Heuristic exploitation of genetic structure in marker-assisted gene pyramiding problems

BACKGROUND: Over the last decade genetic marker-based plant breeding strategies have gained increasing attention because genotyping technologies are no longer limiting. Now the challenge is to optimally use genetic markers in practical breeding schemes. For simple traits such as some disease resistances it is possible to target a fixed multi-locus allele configuration at a small number of causal or linked loci. Efficiently obtaining this genetic ideotype from a given set of parental genotypes is known as the marker-assisted gene pyramiding problem. Previous methods either imposed strong restrictions or used black box integer programming solutions, while this paper explores the power of an explicit heuristic approach that exploits the underlying genetic structure to prune the search space. RESULTS: Gene Stacker is introduced as a novel approach to marker-assisted gene pyramiding, combining an explicit directed acyclic graph model with a pruned generation algorithm inspired by a simple exhaustive search. Both exact and heuristic pruning criteria are applied to reduce the number of generated schedules. It is shown that this approach can effectively be used to obtain good solutions for stacking problems of varying complexity. For more complex problems, the heuristics allow to obtain valuable approximations. For smaller problems, fewer heuristics can be applied, resulting in an interesting quality-runtime tradeoff. Gene Stacker is competitive with previous methods and often finds better and/or additional solutions within reasonable time, because of the powerful heuristics. CONCLUSIONS: The proposed approach was confirmed to be feasible in combination with heuristics to cope with realistic, complex stacking problems.
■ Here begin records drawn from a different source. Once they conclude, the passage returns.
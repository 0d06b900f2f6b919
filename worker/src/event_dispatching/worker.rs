use std::sync::Arc;

use anyhow::Result;
use memberhub::usecases::{
    event_bus::EventReceiver,
    notification_dispatcher::{DispatchError, NotificationDispatcher},
};
use tracing::{error, info, warn};

/// Drains the event queue one event at a time. Returns once every publisher
/// handle is gone.
pub async fn run(dispatcher: Arc<NotificationDispatcher>, mut events: EventReceiver) -> Result<()> {
    info!("event_dispatch: starting worker loop");

    while let Some(event) = events.recv().await {
        let notification_type = event.notification_type();
        match dispatcher.dispatch(&event).await {
            Ok(_) => {}
            Err(err @ DispatchError::RecipientUnresolvable { .. }) => {
                warn!(
                    %notification_type,
                    error = %err,
                    "event_dispatch: dropping event"
                );
            }
            Err(err) => {
                error!(
                    %notification_type,
                    error = %err,
                    cause = ?err,
                    "event_dispatch: dispatch failed"
                );
            }
        }
    }

    info!("event_dispatch: event queue closed");
    Ok(())
}
pub mod config_loader;
pub mod config_model;
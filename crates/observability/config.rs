use std::env;

#[derive(Debug, Clone, PartialEq, Eq)]
pub struct ServiceContext {
    pub service_name: String,
    pub environment: String,
    pub component: String,
}

#[derive(Debug, Clone)]
pub(crate) struct ObservabilityConfig {
    pub(crate) service_context: ServiceContext,
}

impl ObservabilityConfig {
    pub(crate) fn from_env(component: &str) -> Self {
        Self::from_lookup(component, |key| env::var(key).ok())
    }

    fn from_lookup(component: &str, lookup: impl Fn(&str) -> Option<String>) -> Self {
        let component = component.trim().to_string();

        let service_name = lookup("SERVICE_NAME")
            .map(|v| v.trim().to_string())
            .filter(|v| !v.is_empty())
            .unwrap_or_else(|| format!("memberhub-{component}"));

        let environment = lookup("STAGE")
            .map(|v| v.trim().to_ascii_lowercase())
            .filter(|v| !v.is_empty())
            .unwrap_or_else(|| "unknown".to_string());

        Self {
            service_context: ServiceContext {
                service_name,
                environment,
                component,
            },
        }
    }
}
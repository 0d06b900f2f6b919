use std::sync::Arc;

use chrono::Duration;
use tracing::warn;
use uuid::Uuid;

use crate::domain::{
    clock::Clock,
    repositories::notifications::NotificationRepository,
    value_objects::{enums::notification_types::NotificationType, suppression::SuppressionPolicy},
};

/// Decides whether a notification would repeat one the same recipient got
/// for the same entity within the trailing window.
pub struct DuplicateSuppression {
    notification_repo: Arc<dyn NotificationRepository + Send + Sync>,
    clock: Arc<dyn Clock>,
    policy: SuppressionPolicy,
}

impl DuplicateSuppression {
    pub fn new(
        notification_repo: Arc<dyn NotificationRepository + Send + Sync>,
        clock: Arc<dyn Clock>,
        policy: SuppressionPolicy,
    ) -> Self {
        Self {
            notification_repo,
            clock,
            policy,
        }
    }

    pub fn window_for(&self, notification_type: NotificationType) -> Duration {
        self.policy.window_for(notification_type)
    }

    /// True when a matching notification exists with
    /// `created_at >= now - window`. A zero or negative window never
    /// suppresses. Lookup failures are logged and treated as "not seen" so
    /// the notification still goes out.
    pub async fn should_suppress(
        &self,
        recipient_id: Uuid,
        notification_type: NotificationType,
        entity_id: Uuid,
        window: Duration,
    ) -> bool {
        if window <= Duration::zero() {
            return false;
        }

        let since = self.clock.now() - window;
        match self
            .notification_repo
            .exists_since(recipient_id, notification_type, entity_id, since)
            .await
        {
            Ok(seen) => seen,
            Err(err) => {
                warn!(
                    %recipient_id,
                    %notification_type,
                    %entity_id,
                    db_error = ?err,
                    "suppression lookup failed; sending anyway"
                );
                false
            }
        }
    }

    pub async fn should_suppress_for(
        &self,
        recipient_id: Uuid,
        notification_type: NotificationType,
        entity_id: Uuid,
    ) -> bool {
        let window = self.window_for(notification_type);
        self.should_suppress(recipient_id, notification_type, entity_id, window)
            .await
    }
}
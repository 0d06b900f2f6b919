use std::{collections::HashSet, sync::Arc};

use futures_util::future::join_all;
use thiserror::Error;
use tracing::{debug, error, info, warn};
use uuid::Uuid;

use crate::{
    domain::{
        clock::Clock,
        entities::{
            notifications::{InsertNotificationEntity, NotificationEntity},
            users::UserEntity,
        },
        repositories::{notifications::NotificationRepository, recipients::RecipientDirectory},
        value_objects::{
            enums::{audiences::Audience, notification_types::NotificationType},
            events::{DomainEvent, EventRoute},
            notifications::{NotificationPayload, PushMessage, Recipient},
        },
    },
    usecases::{
        duplicate_suppression::DuplicateSuppression, notification_messages::render,
        push_notifier::PushNotifier,
    },
};

#[derive(Debug, Error)]
pub enum DispatchError {
    #[error("no {audience} recipient found for user {user_id}")]
    RecipientUnresolvable { audience: Audience, user_id: Uuid },
    #[error("failed to deliver {notification_type} about {entity_id} to {recipient_id}")]
    DeliveryFailure {
        recipient_id: Uuid,
        notification_type: NotificationType,
        entity_id: Uuid,
        #[source]
        source: anyhow::Error,
    },
    #[error(transparent)]
    Internal(#[from] anyhow::Error),
}

#[derive(Debug, Clone, Copy, Default, PartialEq, Eq)]
pub struct DispatchReport {
    pub recipients: usize,
    pub created: usize,
    pub suppressed: usize,
    pub failed: usize,
}

enum Delivery {
    Created(NotificationEntity),
    Suppressed,
}

pub struct NotificationDispatcher {
    directory: Arc<dyn RecipientDirectory + Send + Sync>,
    notification_repo: Arc<dyn NotificationRepository + Send + Sync>,
    suppression: Arc<DuplicateSuppression>,
    clock: Arc<dyn Clock>,
    push_notifier: Option<PushNotifier>,
}

impl NotificationDispatcher {
    pub fn new(
        directory: Arc<dyn RecipientDirectory + Send + Sync>,
        notification_repo: Arc<dyn NotificationRepository + Send + Sync>,
        suppression: Arc<DuplicateSuppression>,
        clock: Arc<dyn Clock>,
    ) -> Self {
        Self {
            directory,
            notification_repo,
            suppression,
            clock,
            push_notifier: None,
        }
    }

    pub fn with_push_notifier(mut self, push_notifier: PushNotifier) -> Self {
        self.push_notifier = Some(push_notifier);
        self
    }

    /// Fans `event` out to every recipient its route selects. Per-recipient
    /// failures are logged and counted, never propagated; only an unknown
    /// subject member aborts the dispatch.
    pub async fn dispatch(&self, event: &DomainEvent) -> Result<DispatchReport, DispatchError> {
        let route = event.route();
        let recipients = self.resolve_recipients(&route).await?;
        let member_name = recipients
            .first()
            .map(|recipient| recipient.user.name.clone())
            .unwrap_or_default();

        let deliveries = recipients
            .iter()
            .map(|recipient| self.deliver(event, &route, recipient, &member_name));
        let results = join_all(deliveries).await;

        let mut report = DispatchReport {
            recipients: recipients.len(),
            ..Default::default()
        };
        for result in results {
            match result {
                Ok(Delivery::Created(_)) => report.created += 1,
                Ok(Delivery::Suppressed) => report.suppressed += 1,
                Err(err) => {
                    report.failed += 1;
                    error!(error = %err, cause = ?err, "dispatch: delivery failed");
                }
            }
        }

        info!(
            notification_type = %route.notification_type,
            entity_type = %route.entity.entity_type,
            entity_id = %route.entity.id,
            recipients = report.recipients,
            created = report.created,
            suppressed = report.suppressed,
            failed = report.failed,
            "dispatch: event fanned out"
        );

        Ok(report)
    }

    // Member first, then trainer, then admins; a user id is only kept under
    // the first audience it appears with.
    async fn resolve_recipients(&self, route: &EventRoute) -> Result<Vec<Recipient>, DispatchError> {
        let member = self
            .directory
            .find_user(route.subject_user_id)
            .await
            .map_err(|err| {
                error!(
                    user_id = %route.subject_user_id,
                    db_error = ?err,
                    "dispatch: failed to load member"
                );
                DispatchError::Internal(err)
            })?
            .ok_or(DispatchError::RecipientUnresolvable {
                audience: Audience::Member,
                user_id: route.subject_user_id,
            })?;

        let mut seen = HashSet::from([member.id]);
        let mut recipients = vec![Recipient {
            user: member,
            audience: Audience::Member,
        }];

        if route.include_trainer {
            match self
                .directory
                .find_assigned_trainer(route.subject_user_id)
                .await
            {
                Ok(Some(trainer)) => push_unique(&mut recipients, &mut seen, trainer, Audience::Trainer),
                Ok(None) => debug!(
                    user_id = %route.subject_user_id,
                    "dispatch: member has no assigned trainer"
                ),
                Err(err) => {
                    let skipped = DispatchError::RecipientUnresolvable {
                        audience: Audience::Trainer,
                        user_id: route.subject_user_id,
                    };
                    warn!(error = %skipped, db_error = ?err, "dispatch: skipping trainer");
                }
            }
        }

        if route.include_admins {
            match self.directory.list_admins().await {
                Ok(admins) => {
                    for admin in admins {
                        push_unique(&mut recipients, &mut seen, admin, Audience::Admin);
                    }
                }
                Err(err) => {
                    let skipped = DispatchError::RecipientUnresolvable {
                        audience: Audience::Admin,
                        user_id: route.subject_user_id,
                    };
                    warn!(error = %skipped, db_error = ?err, "dispatch: skipping admins");
                }
            }
        }

        Ok(recipients)
    }

    async fn deliver(
        &self,
        event: &DomainEvent,
        route: &EventRoute,
        recipient: &Recipient,
        member_name: &str,
    ) -> Result<Delivery, DispatchError> {
        let recipient_id = recipient.user.id;
        let notification_type = route.notification_type;
        let entity_id = route.entity.id;

        if self
            .suppression
            .should_suppress_for(recipient_id, notification_type, entity_id)
            .await
        {
            debug!(
                %recipient_id,
                %notification_type,
                %entity_id,
                "dispatch: duplicate suppressed"
            );
            return Ok(Delivery::Suppressed);
        }

        let failure = |source: anyhow::Error| DispatchError::DeliveryFailure {
            recipient_id,
            notification_type,
            entity_id,
            source,
        };

        let rendered = render(event, recipient.audience, member_name);
        let payload = serde_json::to_value(NotificationPayload {
            event: notification_type,
            audience: recipient.audience,
            entity_type: route.entity.entity_type,
            entity_id,
            subject_user_id: route.subject_user_id,
        })
        .map_err(|err| failure(err.into()))?;

        let notification = self
            .notification_repo
            .insert(InsertNotificationEntity {
                recipient_id,
                notification_type: notification_type.to_string(),
                audience: recipient.audience.to_string(),
                title: rendered.title,
                message: rendered.message,
                link: rendered.link,
                entity_type: route.entity.entity_type.to_string(),
                entity_id,
                payload,
                created_at: self.clock.now(),
            })
            .await
            .map_err(failure)?;

        if let Some(push_notifier) = &self.push_notifier {
            push_notifier.try_notify(PushMessage::from(&notification));
        }

        Ok(Delivery::Created(notification))
    }
}

fn push_unique(
    recipients: &mut Vec<Recipient>,
    seen: &mut HashSet<Uuid>,
    user: UserEntity,
    audience: Audience,
) {
    if seen.insert(user.id) {
        recipients.push(Recipient { user, audience });
    }
}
The inherent flexibility of this approach allows to easily address important breeding constraints so that the obtained schedules can be widely used in practice without major modifications. In addition, the ideas applied for Gene Stacker can be incorporated in and extended for a plant breeding context that e.g. also addresses complex quantitative traits or conservation of genetic background. Gene Stacker is freely available as open source software at http://genestacker.ugent.be. The website also provides documentation and examples of how to use Gene Stacker. ELECTRONIC SUPPLEMENTARY MATERIAL: The online version of this article (doi:10.1186/s12863-014-0154-z) contains supplementary material, which is available to authorized users.